WHAT YOU SHOULD DO → Return, word for word, only the lines of the data below that lie between the line with "shared invitation code." and the line with "use crate::state::AppState;", those two lines included.

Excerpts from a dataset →

// The static curriculum tables are single large `json!` literals.
#![recursion_limit = "256"]

//! # PlanEd API
//!
//! A REST backend for lesson planning at the Realschule plus
//! (Rheinland-Pfalz), built with Axum and PostgreSQL.
//!
//! ## Overview
//!
//! PlanEd helps teachers plan their school year:
//!
//! - **Arbeitspläne**: lessons and workplan grids per class and subject
//! - **Lehrplan reference**: Mathematik and Deutsch curricula with G/M/E
//!   proficiency levels and textbook catalogs
//! - **Statistics**: hour budgets, completion and upcoming entries
//! - **Sharing**: plans shared between teachers, with notifications
//! - **Exports**: xlsx, docx, pdf and AI-material bundles
//! - **Research and AI**: image/video/paper proxies and AI-generated
//!   suggestions and materials, all degrading gracefully
//!
//! ## Architecture
//!
//! The codebase follows a modular structure:
//!
//! ```text
//! src/
//! ├── config/           # Environment configuration (JWT, DB, CORS, keys)
//! ├── data/             # Static curriculum, textbook and holiday tables
//! ├── middleware/       # Bearer-token extractor
//! ├── modules/          # Feature modules (auth, lessons, shares, ...)
//! └── utils/            # Shared utilities (errors, JWT, password hashing)
//! ```
//!
//! Each feature module follows a consistent structure:
//!
//! - `mod.rs`: Module exports
//! - `controller.rs`: HTTP handlers (routes)
//! - `service.rs`: Business logic
//! - `model.rs`: Data models, DTOs, database structs
//! - `router.rs`: Axum router configuration
//!
//! ## Authentication
//!
//! All `/api` routes except registration, login and the static reference
//! lookups require a bearer token (HS256, 24 h expiry). Registration is
//! gated by a shared invitation code.
//!
//! ## API Documentation
//!
//! When the server is running, Swagger UI is available at
//! `http://localhost:8000/swagger-ui`.

pub mod config;
pub mod data;
pub mod docs;
pub mod logging;
pub mod middleware;
pub mod modules;
pub mod router;
pub mod state;
pub mod utils;
pub mod validator;
use axum::Json;
use axum::extract::State;
use tracing::instrument;

use crate::middleware::auth::AuthUser;
use crate::modules::auth::controller::ErrorResponse;
use crate::state::AppState;
use crate::utils::errors::AppError;
use crate::validator::ValidatedJson;

use super::model::{MaterialDto, SuggestionsDto, SuggestionsResponse};
use super::service::AiService;

/// Lesson topic suggestions
#[utoipa::path(
    post,
    path = "/api/ai/suggestions",
    request_body = SuggestionsDto,
    responses(
        (status = 200, description = "Up to five suggestions, static fallback on AI failure", body = SuggestionsResponse),
        (status = 500, description = "AI service not configured", body = ErrorResponse)
    ),
    tag = "AI",
    security(("bearer_auth" = []))
)]
#[instrument(skip(state, dto))]
pub async fn get_suggestions(
    State(state): State<AppState>,
    _auth_user: AuthUser,
    ValidatedJson(dto): ValidatedJson<SuggestionsDto>,
) -> Result<Json<SuggestionsResponse>, AppError> {
    let response = AiService::suggestions(&state.external_config, &dto).await?;
    Ok(Json(response))
}

/// Generate teaching material
#[utoipa::path(
    post,
    path = "/api/ai/material",
    request_body = MaterialDto,
    responses(
        (status = 200, description = "Generated material JSON"),
        (status = 500, description = "Not configured or unparseable AI answer", body = ErrorResponse),
        (status = 504, description = "KI-Anfrage Timeout", body = ErrorResponse)
    ),
    tag = "AI",
    security(("bearer_auth" = []))
)]
#[instrument(skip(state, dto))]
pub async fn generate_material(
    State(state): State<AppState>,
    _auth_user: AuthUser,
    ValidatedJson(dto): ValidatedJson<MaterialDto>,
) -> Result<Json<serde_json::Value>, AppError> {
    let material = AiService::material(&state.external_config, &dto).await?;
    Ok(Json(material))
}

REPLY TO THE TASK →
//! gated by a shared invitation code.
//!
//! ## API Documentation
//!
//! When the server is running, Swagger UI is available at
//! `http://localhost:8000/swagger-ui`.

pub mod config;
pub mod data;
pub mod docs;
pub mod logging;
pub mod middleware;
pub mod modules;
pub mod router;
pub mod state;
pub mod utils;
pub mod validator;
use axum::Json;
use axum::extract::State;
use tracing::instrument;

use crate::middleware::auth::AuthUser;
use crate::modules::auth::controller::ErrorResponse;
use crate::state::AppState;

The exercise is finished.